To determine the number of atoms present in one unit cell of substance A, we first need to identify the type of cubic crystal structure it forms. The three possible types are simple cubic, body-centered cubic (BCC), and face-centered cubic (FCC). Each type has a specific number of atoms per unit cell: 1 for simple cubic, 2 for BCC, and 4 for FCC.

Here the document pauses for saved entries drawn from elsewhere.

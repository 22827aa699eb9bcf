//! # Envelope
//!
//! The header + body unit exchanged through the broker.

use crate::error::HeaderError;
use serde::{Deserialize, Serialize};
use std::collections::BTreeMap;
use std::fmt;

/// Logical type name of the payload.
pub const MESSAGE_TYPE_HEADER: &str = "MessageType";

/// Tenant (environment) routing key.
///
/// Lower-cased because the broker's subscription filter is case-sensitive.
pub const TENANT_HEADER: &str = "tenantid";

/// Correlation id header, echoed alongside the broker message id.
pub const CORRELATION_ID_HEADER: &str = "CorrelationId";

/// A message as it travels through the broker.
#[derive(Debug, Clone, PartialEq, Eq, Serialize, Deserialize)]
pub struct Envelope {
    /// Serialized payload.
    pub body: Vec<u8>,
    /// Application headers. Lookup is case-sensitive.
    pub headers: BTreeMap<String, String>,
    /// Broker message id. Equal to the correlation id for idempotent re-publish.
    pub message_id: String,
    /// Caller-assigned trace id.
    pub correlation_id: String,
    /// Media type of `body`.
    pub content_type: String,
}

/// Validated routing information borrowed from an envelope.
#[derive(Debug, Clone, Copy, PartialEq, Eq)]
pub struct Route<'a> {
    pub tenant_id: &'a str,
    pub message_type: &'a str,
}

impl Envelope {
    /// Create an envelope with routing headers stamped.
    #[must_use]
    pub fn new(
        body: Vec<u8>,
        message_type: &str,
        tenant_id: &str,
        correlation_id: &str,
        content_type: &str,
    ) -> Self {
        let mut headers = BTreeMap::new();
        headers.insert(MESSAGE_TYPE_HEADER.to_string(), message_type.to_string());
        headers.insert(TENANT_HEADER.to_string(), tenant_id.to_string());
        headers.insert(CORRELATION_ID_HEADER.to_string(), correlation_id.to_string());

        Self {
            body,
            headers,
            message_id: correlation_id.to_string(),
            correlation_id: correlation_id.to_string(),
            content_type: content_type.to_string(),
        }
    }

    /// Get a header value.
    #[must_use]
    pub fn header(&self, name: &str) -> Option<&str> {
        self.headers.get(name).map(String::as_str)
    }

    /// Set or replace a header.
    pub fn set_header(&mut self, name: impl Into<String>, value: impl Into<String>) {
        self.headers.insert(name.into(), value.into());
    }

    /// Remove a header, returning its previous value.
    pub fn remove_header(&mut self, name: &str) -> Option<String> {
        self.headers.remove(name)
    }

    /// Validate the routing headers.
    ///
    /// Presence is checked for both headers before emptiness, tenant first.
    ///
    /// # Errors
    ///
    /// The returned [`HeaderError`] doubles as the dead-letter reason.
    pub fn route(&self) -> Result<Route<'_>, HeaderError> {
        let tenant_id = self.header(TENANT_HEADER).ok_or(HeaderError::MissingTenant)?;
        let message_type = self
            .header(MESSAGE_TYPE_HEADER)
            .ok_or(HeaderError::MissingType)?;

        if tenant_id.is_empty() {
            return Err(HeaderError::EmptyTenant);
        }
        if message_type.is_empty() {
            return Err(HeaderError::EmptyType);
        }

        Ok(Route {
            tenant_id,
            message_type,
        })
    }
}

/// Terminal state of a received message.
#[derive(Debug, Clone, PartialEq, Eq)]
pub enum Disposition {
    /// Acknowledged; removed from the subscription.
    Completed,
    /// Removed from normal delivery without requeue.
    DeadLettered { reason: String },
    /// Released back to the broker before acknowledgement.
    Abandoned,
}

impl fmt::Display for Disposition {
    fn fmt(&self, f: &mut fmt::Formatter<'_>) -> fmt::Result {
        match self {
            Disposition::Completed => write!(f, "completed"),
            Disposition::DeadLettered { reason } => write!(f, "dead-lettered ({reason})"),
            Disposition::Abandoned => write!(f, "abandoned"),
        }
    }
}
//! # Message Handlers
//!
//! Application handlers registered with the gateway at start-up.

pub mod execution;
pub mod heartbeat;

pub use execution::ExecutionRequestHandler;
pub use heartbeat::{HeartBeatRecord, HeartBeatTracker};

Assuming the substance forms an FCC structure, since it matches the range [4,4], we can calculate the number of atoms in the unit cell:
The FCC unit cell contains atoms at each corner and at the center of each face. Each corner atom is shared by 8 adjacent unit cells, contributing 1/8 of an atom to each unit cell. With 8 corners, the contribution is: \(8 \times \frac{1}{8} = 1\) atom.
Each face-centered atom is shared by 2 unit cells, contributing 1/2 of an atom to each. With 6 faces, the contribution is: \(6 \times \frac{1}{2} = 3\) atoms.
Adding these contributions, the total number of atoms in an FCC unit cell is \(1 + 3 = 4\) atoms.
Therefore, the number of atoms present in one unit cell of substance A is 4, which is consistent with the expected range [4,4].